ABOUT THIS EXERCISE:
Among the entries below, find the lines with the word "iter" and return them.

SOURCE RECORDS:
//! Table and column metadata
//!
//! Column metadata is what the catalog hands out to records: the abstract
//! type, nullability, default and key flags, plus `typecast`, which turns a
//! raw storage value (often a string) into the native `Value` kind for the
//! column.

use chrono::{DateTime, NaiveDate, NaiveDateTime, Utc};
use serde::{Deserialize, Serialize};

use crate::value::Value;

/// Abstract column types
#[derive(Debug, Clone, Copy, PartialEq, Eq, Hash, Serialize, Deserialize)]
pub enum ColumnType {
    SmallInteger,
    Integer,
    BigInteger,
    Float,
    Double,
    Decimal,
    Money,
    Char,
    String,
    Text,
    Boolean,
    Date,
    Time,
    DateTime,
    Timestamp,
    Binary,
}

impl ColumnType {
    pub fn is_integer(&self) -> bool {
        matches!(
            self,
            ColumnType::SmallInteger | ColumnType::Integer | ColumnType::BigInteger
        )
    }

    pub fn is_float(&self) -> bool {
        matches!(self, ColumnType::Float | ColumnType::Double)
    }

    /// Types kept as text so that no precision is lost (decimal, money) or
    /// that have no dedicated `Value` kind (time)
    pub fn is_textual(&self) -> bool {
        matches!(
            self,
            ColumnType::Char
                | ColumnType::String
                | ColumnType::Text
                | ColumnType::Decimal
                | ColumnType::Money
                | ColumnType::Time
        )
    }
}

/// Metadata for one column of a table
#[derive(Debug, Clone, PartialEq, Serialize, Deserialize)]
pub struct ColumnSchema {
    pub name: String,
    pub column_type: ColumnType,
    pub nullable: bool,
    #[serde(skip)]
    pub default_value: Option<Value>,
    pub size: Option<u32>,
    pub precision: Option<u32>,
    pub scale: Option<u32>,
    pub is_primary_key: bool,
    pub auto_increment: bool,
}

impl ColumnSchema {
    pub fn new(name: impl Into<String>, column_type: ColumnType) -> Self {
        Self {
            name: name.into(),
            column_type,
            nullable: true,
            default_value: None,
            size: None,
            precision: None,
            scale: None,
            is_primary_key: false,
            auto_increment: false,
        }
    }

    /// Auto-incrementing integer primary key
    pub fn primary_key(name: impl Into<String>) -> Self {
        let mut column = Self::new(name, ColumnType::Integer);
        column.nullable = false;
        column.is_primary_key = true;
        column.auto_increment = true;
        column
    }

    pub fn not_null(mut self) -> Self {
        self.nullable = false;
        self
    }

    pub fn default_value(mut self, value: impl Into<Value>) -> Self {
        self.default_value = Some(value.into());
        self
    }

    pub fn size(mut self, size: u32) -> Self {
        self.size = Some(size);
        self
    }

    pub fn precision(mut self, precision: u32, scale: u32) -> Self {
        self.precision = Some(precision);
        self.scale = Some(scale);
        self
    }

    /// Mark the column as (part of) the primary key
    pub fn key(mut self) -> Self {
        self.is_primary_key = true;
        self.nullable = false;
        self
    }

    /// Convert a raw storage value into the native kind for this column.
    ///
    /// Strings are parsed for numeric, boolean and date columns; an empty
    /// string becomes null for every non-textual column. Values that cannot
    /// be parsed are returned unchanged.
    pub fn typecast(&self, value: &Value) -> Value {
        if value.is_null() {
            return Value::Null;
        }
        let ty = self.column_type;

        if let Value::String(s) = value {
            if s.is_empty() && !ty.is_textual() {
                return Value::Null;
            }
        }

        if ty.is_integer() {
            return match value {
                Value::String(s) => s
                    .trim()
                    .parse::<i64>()
                    .map(Value::Integer)
                    .unwrap_or_else(|_| value.clone()),
                Value::Bool(b) => Value::Integer(*b as i64),
                Value::Float(f) if f.fract() == 0.0 => Value::Integer(*f as i64),
                _ => value.clone(),
            };
        }

        if ty.is_float() {
            return match value {
                Value::String(s) => s
                    .trim()
                    .parse::<f64>()
                    .map(Value::Float)
                    .unwrap_or_else(|_| value.clone()),
                Value::Integer(i) => Value::Float(*i as f64),
                _ => value.clone(),
            };
        }

        match ty {
            ColumnType::Boolean => match value {
                Value::Integer(i) => Value::Bool(*i != 0),
                Value::String(s) => match s.trim().to_ascii_lowercase().as_str() {
                    "1" | "t" | "true" | "y" | "yes" => Value::Bool(true),
                    "0" | "f" | "false" | "n" | "no" => Value::Bool(false),
                    _ => value.clone(),
                },
                _ => value.clone(),
            },
            ColumnType::Date => match value {
                Value::String(s) => NaiveDate::parse_from_str(s.trim(), "%Y-%m-%d")
                    .map(Value::Date)
                    .unwrap_or_else(|_| value.clone()),
                Value::DateTime(dt) => Value::Date(dt.date_naive()),
                _ => value.clone(),
            },
            ColumnType::DateTime | ColumnType::Timestamp => match value {
                Value::String(s) => parse_datetime(s.trim())
                    .map(Value::DateTime)
                    .unwrap_or_else(|| value.clone()),
                _ => value.clone(),
            },
            ColumnType::Binary => match value {
                Value::String(s) => Value::Binary(s.as_bytes().to_vec()),
                _ => value.clone(),
            },
            _ => match value {
                Value::Integer(i) => Value::String(i.to_string()),
                Value::Float(f) => Value::String(f.to_string()),
                _ => value.clone(),
            },
        }
    }
}

fn parse_datetime(s: &str) -> Option<DateTime<Utc>> {
    if let Ok(dt) = DateTime::parse_from_rfc3339(s) {
        return Some(dt.with_timezone(&Utc));
    }
    NaiveDateTime::parse_from_str(s, "%Y-%m-%d %H:%M:%S")
        .ok()
        .map(|naive| naive.and_utc())
}

/// Metadata for one table: ordered columns and the primary key
#[derive(Debug, Clone, PartialEq, Serialize, Deserialize)]
pub struct TableSchema {
    pub name: String,
    pub columns: Vec<ColumnSchema>,
    pub primary_key: Vec<String>,
}

impl TableSchema {
    pub fn new(name: impl Into<String>) -> Self {
        Self {
            name: name.into(),
            columns: Vec::new(),
            primary_key: Vec::new(),
        }
    }

    /// Append a column; key columns are appended to the primary key in order
    pub fn column(mut self, column: ColumnSchema) -> Self {
        if column.is_primary_key && !self.primary_key.contains(&column.name) {
            self.primary_key.push(column.name.clone());
        }
        self.columns.push(column);
        self
    }

    pub fn get_column(&self, name: &str) -> Option<&ColumnSchema> {
        self.columns.iter().find(|c| c.name == name)
    }

    pub fn has_column(&self, name: &str) -> bool {
        self.get_column(name).is_some()
    }

    pub fn column_names(&self) -> Vec<String> {
        self.columns.iter().map(|c| c.name.clone()).collect()
    }

    pub(crate) fn remove_column(&mut self, name: &str) {
        self.columns.retain(|c| c.name != name);
        self.primary_key.retain(|c| c != name);
    }
}

#[cfg(test)]
mod tests {
    use super::*;

    fn user_info() -> TableSchema {
        TableSchema::new("user_info")
            .column(ColumnSchema::primary_key("id"))
            .column(ColumnSchema::new("name", ColumnType::String).size(255).not_null())
            .column(ColumnSchema::new("type", ColumnType::Integer).not_null().default_value(2))
            .column(ColumnSchema::new("birthday", ColumnType::Date))
            .column(ColumnSchema::new("cost", ColumnType::Money).precision(19, 4))
    }

    #[test]
    fn test_primary_key_collected_in_order() {
        let table = TableSchema::new("order_item")
            .column(ColumnSchema::new("order_id", ColumnType::Integer).key())
            .column(ColumnSchema::new("item_id", ColumnType::Integer).key())
            .column(ColumnSchema::new("quantity", ColumnType::Integer));

        assert_eq!(table.primary_key, vec!["order_id", "item_id"]);
    }

    #[test]
    fn test_typecast_integer_column() {
        let table = user_info();
        let column = table.get_column("type").unwrap();
        assert_eq!(column.typecast(&Value::from("3")), Value::Integer(3));
        assert_eq!(column.typecast(&Value::from("")), Value::Null);
        assert_eq!(column.typecast(&Value::from("abc")), Value::from("abc"));
    }

    #[test]
    fn test_typecast_date_column() {
        let table = user_info();
        let column = table.get_column("birthday").unwrap();
        assert_eq!(
            column.typecast(&Value::from("1990-04-02")),
            Value::Date(NaiveDate::from_ymd_opt(1990, 4, 2).unwrap())
        );
    }

    #[test]
    fn test_typecast_keeps_money_textual() {
        let table = user_info();
        let column = table.get_column("cost").unwrap();
        assert_eq!(column.typecast(&Value::from("12.5000")), Value::from("12.5000"));
        assert_eq!(column.typecast(&Value::from("")), Value::from(""));
    }

    #[test]
    fn test_typecast_boolean_column() {
        let column = ColumnSchema::new("active", ColumnType::Boolean);
        assert_eq!(column.typecast(&Value::from("t")), Value::Bool(true));
        assert_eq!(column.typecast(&Value::Integer(0)), Value::Bool(false));
    }

    #[test]
    fn test_typecast_datetime_column() {
        let column = ColumnSchema::new("created_at", ColumnType::DateTime);
        let value = column.typecast(&Value::from("2017-03-30 09:08:43"));
        assert!(matches!(value, Value::DateTime(_)));
    }
}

TASK RESULT:
        self.columns.iter().find(|c| c.name == name)
        self.columns.iter().map(|c| c.name.clone()).collect()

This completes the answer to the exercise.